Become more organized. When people are unclear about their relationship with money, they often purchase out of emotion. I am feeling “something,” so I need/want the purchase to feel good, to feel better.  The impulsivity around purchases is common and on a deeper financial level than the periodic “retail therapy” jaunt, which many of us have experienced. I know I certainly have, but through the years, have become more intimately cognizant of my relationship with money.

I advise they ask themselves some key questions when making purchases, namely is this a want or a need? Why do I want this? Do I really need this? Why do I think I need to purchase this now? Taking stock of how we feel, at that moment, can often prevent unnecessary purchases.

Plan spending.  The core questions I ask here include: do you have a budget? How do you determine this? What is your disposable income? Do you share expenses? How much money does it take to run your household? What are your extra expenses? How do you manage your money? How do you decide what you will spend money? How much disposable income do you have?

I remain surprised at the number of people who do not have a budget, preferring to “fly by the seat of their pants.” This is a cyclical spending habit as they work hard to meet their expenses and then wonder why they don’t have any money or they find they’re unable to account for expenses.  A budget helps reduce overhead while offering a snapshot of income and expenses.  Ideally, a budge discourages impulsive or emotional buying.

Put your debt on the table. I have worked with many couples, where one person has incurred substantial debt to the tune of over $80,000 of pure credit card debt, exclusive of car loans, student loan payments or similar expenditures.
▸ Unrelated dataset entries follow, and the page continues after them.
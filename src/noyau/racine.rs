// src/noyau/racine.rs
//
// Racine carrée (Newton, amorcé en flottant) et π de Gauss–Legendre.

use num_bigint::BigInt;
use num_traits::{One, ToPrimitive, Zero};
use std::sync::Mutex;

use super::annulation::point_annulation;
use super::erreur::{Erreur, Precision, Resultat};
use super::reel::{decaler, echelle, Reel};

// Estimation prudente du nombre de bits significatifs d'un calcul en
// double précision, et précision d'opérande pour l'amorce flottante.
const PREC_FLOTTANTE: i32 = 50;
const PREC_OP_FLOTTANTE: i32 = 60;

/// √op. En dessous de PREC_FLOTTANTE chiffres de résultat, une racine
/// flottante suffit ; au-delà, une itération de Newton sur l'approximation
/// déjà en cache de `soi` (c'est elle que l'amorce AGM pré-remplit).
pub(crate) fn approximer_racine(soi: &Reel, op: &Reel, p: Precision) -> Resultat<BigInt> {
    let prec_op_max_requise = 2 * p - 1;
    let msd = match op.msd_iteratif(prec_op_max_requise)? {
        Some(m) => m,
        None => return Ok(BigInt::zero()),
    };
    if msd <= prec_op_max_requise {
        return Ok(BigInt::zero());
    }
    let msd_resultat = msd / 2; // ± 1
    let chiffres_resultat = msd_resultat - p; // ± 2
    if chiffres_resultat > PREC_FLOTTANTE {
        // approximation moins précise + une itération de Newton
        let chiffres_appr = chiffres_resultat / 2 + 6;
        let prec_appr = msd_resultat - chiffres_appr;
        let prec_produit = 2 * prec_appr;
        // l'argument d'abord, à précision maximale, pour ne pas le
        // réévaluer incrémentalement
        let appr_op = op.approx(prec_produit)?;
        let derniere_appr = soi.approx(prec_appr)?;
        // (derniere_appr² + appr_op) / derniere_appr / 2, échelles ajustées
        let numerateur_produit = &derniere_appr * &derniere_appr + appr_op;
        let numerateur_cadre = echelle(numerateur_produit, prec_appr - p);
        let resultat_decale = numerateur_cadre / derniere_appr;
        Ok((resultat_decale + 1) >> 1usize)
    } else {
        // amorce en double précision ; précisions paires obligatoires
        let prec_op = (msd - PREC_OP_FLOTTANTE) & !1;
        let prec_travail = prec_op - PREC_OP_FLOTTANTE;
        let appr_cadre = op.approx(prec_op)? << PREC_OP_FLOTTANTE as usize;
        let appr_flottante = appr_cadre.to_f64().unwrap_or(f64::NAN);
        if !(appr_flottante >= 0.0) {
            return Err(Erreur::Domaine("racine carrée d'un négatif"));
        }
        let racine_flottante = appr_flottante.sqrt();
        let racine_cadre = BigInt::from(racine_flottante as i64);
        let decalage = prec_travail / 2 - p;
        Ok(decaler(racine_cadre, decalage))
    }
}

/* ------------------------ π (Gauss–Legendre) ------------------------ */

// La constante π par la moyenne arithmético-géométrique alternée :
//      a[0] = 1,  b[0] = 1/√2,  t[0] = 1/4
//      a[n+1] = (a[n]+b[n])/2      (entre 0,8 et 1)
//      b[n+1] = √(a[n]·b[n])       (entre 0,7 et 1)
//      t[n+1] = t[n] − 2ⁿ·(a[n]−a[n+1])²   (entre 0,2 et 0,25)
// puis π ≈ (a[n+1]+b[n+1])² / (4·t[n+1]).
//
// En plus du cache du noeud, on garde la suite b[n] déjà convergée : à la
// réévaluation suivante, chaque racine repart de l'approximation
// précédente au lieu de recommencer ses itérations de Newton à zéro.
// Contrat de performance, pas de correction.

const TOLERANCE_AGM: i64 = 4;

fn racine_de_moitie() -> Reel {
    use std::sync::OnceLock;
    static RACINE_MOITIE: OnceLock<Reel> = OnceLock::new();
    RACINE_MOITIE
        .get_or_init(|| Reel::un().decalage_brut(-1).racine_carree())
        .clone()
}

pub(crate) fn approximer_pi_gl(
    memo_b: &Mutex<Vec<(Precision, BigInt)>>,
    p: Precision,
) -> Resultat<BigInt> {
    // Les approximations grossières sont faciles.
    if p >= 0 {
        return Ok(echelle(BigInt::from(3), -p));
    }
    // ~log2(−p) itérations ; chacune contribue au plus 2 ulps d'erreur sur
    // son terme, d'où 2·log2(n) bits de marge plus quelques-uns pour le
    // calcul final et l'arrondi.
    let prec_eval_extra = plafond_log2(-p) + 10;
    let prec_eval = p - prec_eval_extra;
    let mut a = BigInt::one() << (-prec_eval) as usize;
    let mut b = racine_de_moitie().approx(prec_eval)?;
    let mut t = BigInt::one() << (-prec_eval - 2) as usize;
    let tolerance = BigInt::from(TOLERANCE_AGM);
    let mut n: usize = 0;
    while &a - &b > tolerance {
        point_annulation()?;
        // valeurs courantes pour n, suivantes pour n+1
        let a_suivant = (&a + &b) >> 1usize;
        let difference_a = &a - &a_suivant;
        let produit_b = (&a * &b) >> (-prec_eval) as usize;
        // Les racines passent par un calcul constructif imbriqué, pour ne
        // pas réimplémenter une racine entière à part.
        let produit_b_reel = Reel::depuis_entier(produit_b).decalage_brut(prec_eval);
        let b_suivant: BigInt;
        {
            let mut memo = memo_b.lock().expect("mutex π");
            let amorce = memo.get(n).cloned();
            let b_reel = match amorce {
                None => produit_b_reel.racine_carree(),
                // repartir de l'approximation convergée du passage précédent
                Some((prec_amorce, val_amorce)) => {
                    Reel::racine_avec_amorce(&produit_b_reel, prec_amorce, val_amorce)
                }
            };
            drop(memo);
            b_suivant = b_reel.approx(prec_eval)?;
            let b_memorise = echelle(b_suivant.clone(), -prec_eval_extra);
            let mut memo = memo_b.lock().expect("mutex π");
            if n < memo.len() {
                memo[n] = (p, b_memorise);
            } else {
                memo.push((p, b_memorise));
            }
        }
        log::trace!("AGM π : itération {n}, précision {prec_eval}");
        // distance de décalage usuellement négative
        let t_suivant = &t - decaler(&difference_a * &difference_a, n as i32 + prec_eval);
        a = a_suivant;
        b = b_suivant;
        t = t_suivant;
        n += 1;
    }
    let somme = &a + &b;
    let resultat = (&somme * &somme / &t) >> 2usize;
    Ok(echelle(resultat, -prec_eval_extra))
}

fn plafond_log2(x: i32) -> i32 {
    debug_assert!(x > 0);
    (32 - (x as u32 - 1).leading_zeros()) as i32
}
Yet, they continue to make purchases beyond their standard of living. Although they know they need to stop, they usually do not. They are constantly paying off one credit card with another, never really getting ahead. Often this secrecy is unfolded when one fateful day when they arrive home later than usual, and because they are unable to retrieve the mail in time, their spouse or partner does. It is at this time that the magnitude of their spending is exposed. As one would infer, an explosion occurs. This is usually when they start therapy. My recommendation is to come clean and take ownership over debt; however, for many reasons this is not always the path they choose though more often it becomes the path they take once they start therapy.

It’s my mission to help couples examine their relationship with money – both individually and together – and begin the process of full disclosure. This helps them begin to discuss and overcome their fears about money, so together, they can create a budget comparable to their means.

Ignoring the problem does not make it go away. As with many relationship challenges, communication is the first step to success.